◆ Work to be completed ◆
Your answer should consist solely of the lines from the first line of the data through the line with "after connection (seconds).", each reproduced exactly.

╭─ Records provided

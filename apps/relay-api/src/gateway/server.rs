//! WebSocket upgrade handler and per-connection event loop.

use std::sync::Arc;
use std::time::Duration;

use axum::extract::ws::{Message, WebSocket};
use axum::extract::{State, WebSocketUpgrade};
use axum::response::IntoResponse;
use axum::routing::get;
use axum::Router;
use futures_util::{SinkExt, StreamExt};
use serde_json::json;
use tokio::sync::broadcast;
use tokio::time;

use crate::AppState;

use super::events::{AuthenticatePayload, ClientEvent, EventName, ServerEvent};
use super::fanout::{OutboundEvent, Recipient};
use super::handler::handle_event;
use super::session::GatewaySession;

/// Close codes (4000-range for application-level).
const CLOSE_UNKNOWN_ERROR: u16 = 4000;
const CLOSE_NOT_AUTHENTICATED: u16 = 4003;
const CLOSE_AUTH_FAILED: u16 = 4004;
const CLOSE_SESSION_TIMEOUT: u16 = 4009;
const CLOSE_SESSION_REPLACED: u16 = 4010;

/// Timeout for receiving the authenticate frame after connection (seconds).
const AUTH_TIMEOUT_SECS: u64 = 10;

pub fn router() -> Router<AppState> {
    Router::new().route("/gateway", get(ws_upgrade))
}

async fn ws_upgrade(ws: WebSocketUpgrade, State(state): State<AppState>) -> impl IntoResponse {
    ws.on_upgrade(move |socket| handle_connection(socket, state))
}

async fn handle_connection(socket: WebSocket, state: AppState) {
    let (mut ws_tx, mut ws_rx) = socket.split();

    // Step 1: the first frame must be `authenticate`, within the timeout.
    let handshake = time::timeout(Duration::from_secs(AUTH_TIMEOUT_SECS), async {
        while let Some(msg) = ws_rx.next().await {
            let msg = match msg {
                Ok(m) => m,
                Err(e) => {
                    tracing::debug!(?e, "ws read error during handshake");
                    return Err("read error");
                }
            };

            let text = match msg {
                Message::Text(t) => t,
                Message::Close(_) => return Err("client closed"),
                Message::Ping(_) | Message::Pong(_) => continue,
                _ => continue,
            };

            let frame: ClientEvent = match serde_json::from_str(&text) {
                Ok(f) => f,
                Err(_) => return Err("invalid json"),
            };

            if frame.event != "authenticate" {
                return Err("expected authenticate");
            }

            let payload: AuthenticatePayload =
                serde_json::from_value(frame.data).map_err(|_| "invalid authenticate payload")?;
            return Ok(payload);
        }
        Err("connection closed before authenticate")
    })
    .await;

    let payload = match handshake {
        Ok(Ok(p)) => p,
        Ok(Err(reason)) => {
            tracing::debug!(%reason, "handshake failed");
            let _ = send_close(&mut ws_tx, CLOSE_NOT_AUTHENTICATED, reason).await;
            return;
        }
        Err(_timeout) => {
            let _ = send_close(&mut ws_tx, CLOSE_SESSION_TIMEOUT, "Handshake timeout").await;
            return;
        }
    };

    // Step 2: resolve the credentials to a verified identity.
    let identity = match state
        .auth
        .authenticate(&payload.username, &payload.password)
        .await
    {
        Ok(identity) => identity,
        Err(err) => {
            tracing::debug!(%err, username = %payload.username, "authentication failed");
            // The client gets a structured failure reply before the close.
            let reply = ServerEvent::new(
                EventName::AUTHENTICATED,
                json!({ "success": false, "message": err.to_string() }),
            );
            let reply_json = serde_json::to_string(&reply).unwrap();
            let _ = ws_tx.send(Message::Text(reply_json.into())).await;
            let _ = send_close(&mut ws_tx, CLOSE_AUTH_FAILED, &err.to_string()).await;
            return;
        }
    };

    let session = Arc::new(GatewaySession::new(identity));

    // Subscribe before registering so this session cannot miss presence
    // traffic that follows its own join.
    let broadcast_rx = state.broadcast.subscribe();

    // Last connection wins; the evicted login is told why and closed.
    if let Some(evicted) = state.presence.register(&session.connection_id, &session.username) {
        tracing::info!(
            username = %session.username,
            evicted_connection = %evicted,
            "prior session evicted by new login"
        );
        state.broadcast.dispatch_terminate(
            &evicted,
            EventName::ERROR,
            json!({ "message": "signed in from another location" }),
        );
    }

    // Ack the handshake on the socket directly so it precedes any broadcast.
    let ack = ServerEvent::new(
        EventName::AUTHENTICATED,
        json!({
            "success": true,
            "user": { "id": session.user_id, "username": session.username },
        }),
    );
    let ack_json = serde_json::to_string(&ack).unwrap();
    if ws_tx.send(Message::Text(ack_json.into())).await.is_err() {
        state.presence.unregister(&session.connection_id);
        return;
    }

    tracing::info!(
        connection_id = %session.connection_id,
        username = %session.username,
        "gateway session established"
    );

    state.broadcast.dispatch(
        Recipient::AllExcept(session.connection_id.clone()),
        EventName::USER_JOINED,
        json!({ "username": session.username }),
    );
    broadcast_snapshot(&state);

    run_session(&state, &session, ws_tx, ws_rx, broadcast_rx).await;

    // Tear down presence, then any call attempts the user was part of. An
    // evicted connection unregisters to None and must not announce a leave.
    if let Some(username) = state.presence.unregister(&session.connection_id) {
        state.broadcast.dispatch(
            Recipient::All,
            EventName::USER_LEFT,
            json!({ "username": username }),
        );
        broadcast_snapshot(&state);

        for attempt in state.calls.drop_user(&username) {
            let peer = attempt.peer(&username).to_string();
            if let Some(peer_conn) = state.presence.resolve(&peer) {
                state.broadcast.dispatch(
                    Recipient::Connection(peer_conn),
                    EventName::CALL_ENDED,
                    json!({ "from": username, "reason": "disconnected" }),
                );
            }
        }
    }

    tracing::info!(
        connection_id = %session.connection_id,
        username = %session.username,
        "gateway session ended"
    );
}

/// Full presence snapshot to everyone; sent after every join and leave.
fn broadcast_snapshot(state: &AppState) {
    state.broadcast.dispatch(
        Recipient::All,
        EventName::USER_STATUS_UPDATE,
        json!({ "users": state.presence.snapshot() }),
    );
}

/// Main session event loop: read client frames, forward broadcasts.
async fn run_session(
    state: &AppState,
    session: &Arc<GatewaySession>,
    mut ws_tx: futures_util::stream::SplitSink<WebSocket, Message>,
    mut ws_rx: futures_util::stream::SplitStream<WebSocket>,
    mut broadcast_rx: broadcast::Receiver<Arc<OutboundEvent>>,
) {
    loop {
        tokio::select! {
            // Client sends us a frame.
            msg = ws_rx.next() => {
                match msg {
                    Some(Ok(Message::Text(text))) => {
                        let frame: ClientEvent = match serde_json::from_str(&text) {
                            Ok(f) => f,
                            Err(_) => {
                                let _ = send_close(&mut ws_tx, CLOSE_UNKNOWN_ERROR, "Invalid JSON").await;
                                break;
                            }
                        };
                        handle_event(state, session, frame);
                    }
                    Some(Ok(Message::Ping(_))) | Some(Ok(Message::Pong(_))) => continue,
                    Some(Ok(Message::Close(_))) | None => break,
                    Some(Err(e)) => {
                        tracing::debug!(?e, connection_id = %session.connection_id, "ws read error");
                        break;
                    }
                    _ => continue,
                }
            }

            // Event from the fanout hub.
            result = broadcast_rx.recv() => {
                match result {
                    Ok(payload) => {
                        if !payload.is_for(&session.connection_id) {
                            continue;
                        }

                        let msg = ServerEvent::new(&payload.event, payload.data.clone());
                        let json = serde_json::to_string(&msg).unwrap();
                        if ws_tx.send(Message::Text(json.into())).await.is_err() {
                            break;
                        }

                        if payload.terminate {
                            let _ = send_close(&mut ws_tx, CLOSE_SESSION_REPLACED, "session replaced").await;
                            break;
                        }
                    }
                    Err(broadcast::error::RecvError::Lagged(n)) => {
                        tracing::warn!(
                            connection_id = %session.connection_id,
                            skipped = n,
                            "gateway session lagged behind broadcast"
                        );
                        // Keep the session alive; the missed events are dropped.
                    }
                    Err(broadcast::error::RecvError::Closed) => {
                        break;
                    }
                }
            }
        }
    }
}

/// Send a WebSocket close frame with a code and reason.
async fn send_close(
    ws_tx: &mut futures_util::stream::SplitSink<WebSocket, Message>,
    code: u16,
    reason: &str,
) -> Result<(), axum::Error> {
    let close_msg = Message::Close(Some(axum::extract::ws::CloseFrame {
        code,
        reason: reason.to_string().into(),
    }));
    ws_tx.send(close_msg).await
}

╰─

◆ Answer section ◆
filename apps/relay-api/src/gateway/server.rs
//! WebSocket upgrade handler and per-connection event loop.

use std::sync::Arc;
use std::time::Duration;

use axum::extract::ws::{Message, WebSocket};
use axum::extract::{State, WebSocketUpgrade};
use axum::response::IntoResponse;
use axum::routing::get;
use axum::Router;
use futures_util::{SinkExt, StreamExt};
use serde_json::json;
use tokio::sync::broadcast;
use tokio::time;

use crate::AppState;

use super::events::{AuthenticatePayload, ClientEvent, EventName, ServerEvent};
use super::fanout::{OutboundEvent, Recipient};
use super::handler::handle_event;
use super::session::GatewaySession;

/// Close codes (4000-range for application-level).
const CLOSE_UNKNOWN_ERROR: u16 = 4000;
const CLOSE_NOT_AUTHENTICATED: u16 = 4003;
const CLOSE_AUTH_FAILED: u16 = 4004;
const CLOSE_SESSION_TIMEOUT: u16 = 4009;
const CLOSE_SESSION_REPLACED: u16 = 4010;

/// Timeout for receiving the authenticate frame after connection (seconds).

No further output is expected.